Why Yoruba Wives are Called 'Iyawo' In Yoruba Tradition And Not 'Aya'
It is not known to most non-Yoruba speakers that the real Yoruba word for woman is ‘aya’ and ‘Iyawo’ widely used.
In the early years of the Yoruba people, the word Iyawo had no place in the Yoruba language until an event resulted in its use.
Image credits: Google (Sango image for illustration only)
And good-looking men like Sango, Ogun and others went to Iwo to ask for Wuraola's hand, but not with a woman, but with an uncontrollable rage. Wurola was rude to everyone. In fact, he insulted and cursed his defendants, who allowed them to leave the day they arrived in Ivo because they could not stand their misbehavior.
Beautiful Orunmila went to Iwo to win Wuraola's hand at the wedding. But before leaving, he consulted with the Higher Olimumare through Ifa. Olodumare said Orunmilaya had to be patient with Wuraola and endure his behavior, no matter how bad, in order to succeed in his desire to marry Wuraola.
When Orunmila arrived at the palace of King Iwo, she was greeted by Wuraola with a voice and a look of envy. Anxiously, Orunmila smiled and greeted him with sweet and sweet words and presented gifts to the king.
Orunmila Iwoda had remained seven days on earth that could not be described as anything but hell. Wuraola did not eat Orunmila fluid. Orunmila'dan insulted his kindness, but was silent and smiled at him. He smiled as he used the opon (prophecy board) game as a board and took his bag (or ominijek) from it. Although Orunmila was angry, he did not tell her with Olodumar's instructions or left Ivo.

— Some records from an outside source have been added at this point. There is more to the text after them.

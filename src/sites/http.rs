//! Shared HTTP plumbing for site adapters.
//!
//! Wraps a reqwest client with a browser user agent, cookie store, and
//! streaming file downloads that write to a temp path and rename on
//! success so interrupted transfers never leave truncated files behind.

use std::path::Path;
use std::time::Duration;

use futures::StreamExt;
use tokio::io::AsyncWriteExt;

use super::{ProgressSink, SiteError};
use crate::utils::format_size;

const USER_AGENT: &str =
    "Mozilla/5.0 (Macintosh; Intel Mac OS X 10_15_7) AppleWebKit/537.36 (KHTML, like Gecko)";

/// Byte interval between progress messages on large transfers.
const PROGRESS_STEP: u64 = 5 * 1024 * 1024;

/// Minimum size for an existing file to count as already downloaded.
const MIN_EXISTING_SIZE: u64 = 1024;

/// HTTP client shared by adapters.
pub struct SiteClient {
    client: reqwest::Client,
}

impl SiteClient {
    pub fn new(timeout: Duration) -> anyhow::Result<Self> {
        let client = reqwest::Client::builder()
            .user_agent(USER_AGENT)
            .cookie_store(true)
            .timeout(timeout)
            .build()?;
        Ok(Self { client })
    }

    fn check_status(status: reqwest::StatusCode) -> Result<(), SiteError> {
        if status == reqwest::StatusCode::FORBIDDEN {
            return Err(SiteError::Restricted);
        }
        if status == reqwest::StatusCode::NOT_FOUND {
            return Err(SiteError::NotFound);
        }
        if !status.is_success() {
            return Err(SiteError::Status(status.as_u16()));
        }
        Ok(())
    }

    /// Fetch a page body as text.
    pub async fn fetch_text(&self, url: &str) -> Result<String, SiteError> {
        let response = self.client.get(url).send().await?;
        Self::check_status(response.status())?;
        Ok(response.text().await?)
    }

    /// Stream a file to `dest`, writing through a `.tmp` sibling.
    ///
    /// Returns the byte count. Existing files above 1 KiB are kept as-is
    /// (the manifest gate upstream normally prevents re-requests; this is
    /// the last line of defense against clobbering finished media).
    pub async fn download_file(
        &self,
        url: &str,
        dest: &Path,
        progress: &ProgressSink,
    ) -> Result<u64, SiteError> {
        if let Ok(meta) = tokio::fs::metadata(dest).await {
            if meta.len() > MIN_EXISTING_SIZE {
                return Ok(meta.len());
            }
        }

        if let Some(parent) = dest.parent() {
            tokio::fs::create_dir_all(parent).await?;
        }

        let response = self.client.get(url).send().await?;
        Self::check_status(response.status())?;
        let expected = response.content_length();

        let tmp_path = dest.with_extension("tmp");
        let result = self
            .stream_to_file(response, &tmp_path, expected, progress)
            .await;

        match result {
            Ok(written) if written > 0 => {
                tokio::fs::rename(&tmp_path, dest).await?;
                Ok(written)
            }
            Ok(_) => {
                let _ = tokio::fs::remove_file(&tmp_path).await;
                Err(SiteError::Parse("empty response body".to_string()))
            }
            Err(e) => {
                let _ = tokio::fs::remove_file(&tmp_path).await;
                Err(e)
            }
        }
    }

    async fn stream_to_file(
        &self,
        response: reqwest::Response,
        tmp_path: &Path,
        expected: Option<u64>,
        progress: &ProgressSink,
    ) -> Result<u64, SiteError> {
        let mut file = tokio::fs::File::create(tmp_path).await?;
        let mut stream = response.bytes_stream();
        let mut written: u64 = 0;
        let mut next_report = PROGRESS_STEP;

        while let Some(chunk) = stream.next().await {
            let chunk = chunk?;
            file.write_all(&chunk).await?;
            written += chunk.len() as u64;

            if written >= next_report {
                next_report += PROGRESS_STEP;
                match expected {
                    Some(total) => progress.send(format!(
                        "Downloading: {} / {}",
                        format_size(written),
                        format_size(total)
                    )),
                    None => progress.send(format!("Downloading: {}", format_size(written))),
                }
            }
        }

        file.flush().await?;
        Ok(written)
    }
}

/// Guess an audio file extension from a URL, defaulting to `.mp3`.
pub fn audio_extension(url: &str) -> &'static str {
    let path = url.split('?').next().unwrap_or(url).to_lowercase();
    if path.ends_with(".m4a") {
        ".m4a"
    } else if path.ends_with(".wav") {
        ".wav"
    } else {
        ".mp3"
    }
}

#[cfg(test)]
mod tests {
    use super::*;

    #[test]
    fn test_audio_extension() {
        assert_eq!(audio_extension("https://x/e.m4a"), ".m4a");
        assert_eq!(audio_extension("https://x/e.mp3?token=abc"), ".mp3");
        assert_eq!(audio_extension("https://x/e.wav"), ".wav");
        assert_eq!(audio_extension("https://x/episode"), ".mp3");
    }
}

On the sixth day of Orunmila's stay in Ivo, King Ivo decided to marry Wuraola's daughter, deciding that she was a patient, kind, and tolerant man. In the meantime, Wuraola was scheduled to test her appropriate behavior to get a man with her bad behavior, good manners and temperament. She was a loving, caring and well-behaved lady. Orunmila was happy to hear Olodumare's instructions and returned to town with Wuraola on the seventh day.
Orunmila was welcomed by the townspeople for his achievements. When asked about his wife, Wuraola, he replied, "Iya ti mo je ni Iwo." Thus women became known as Iya-Iwo (suffering in Iwo) and now Iyawo.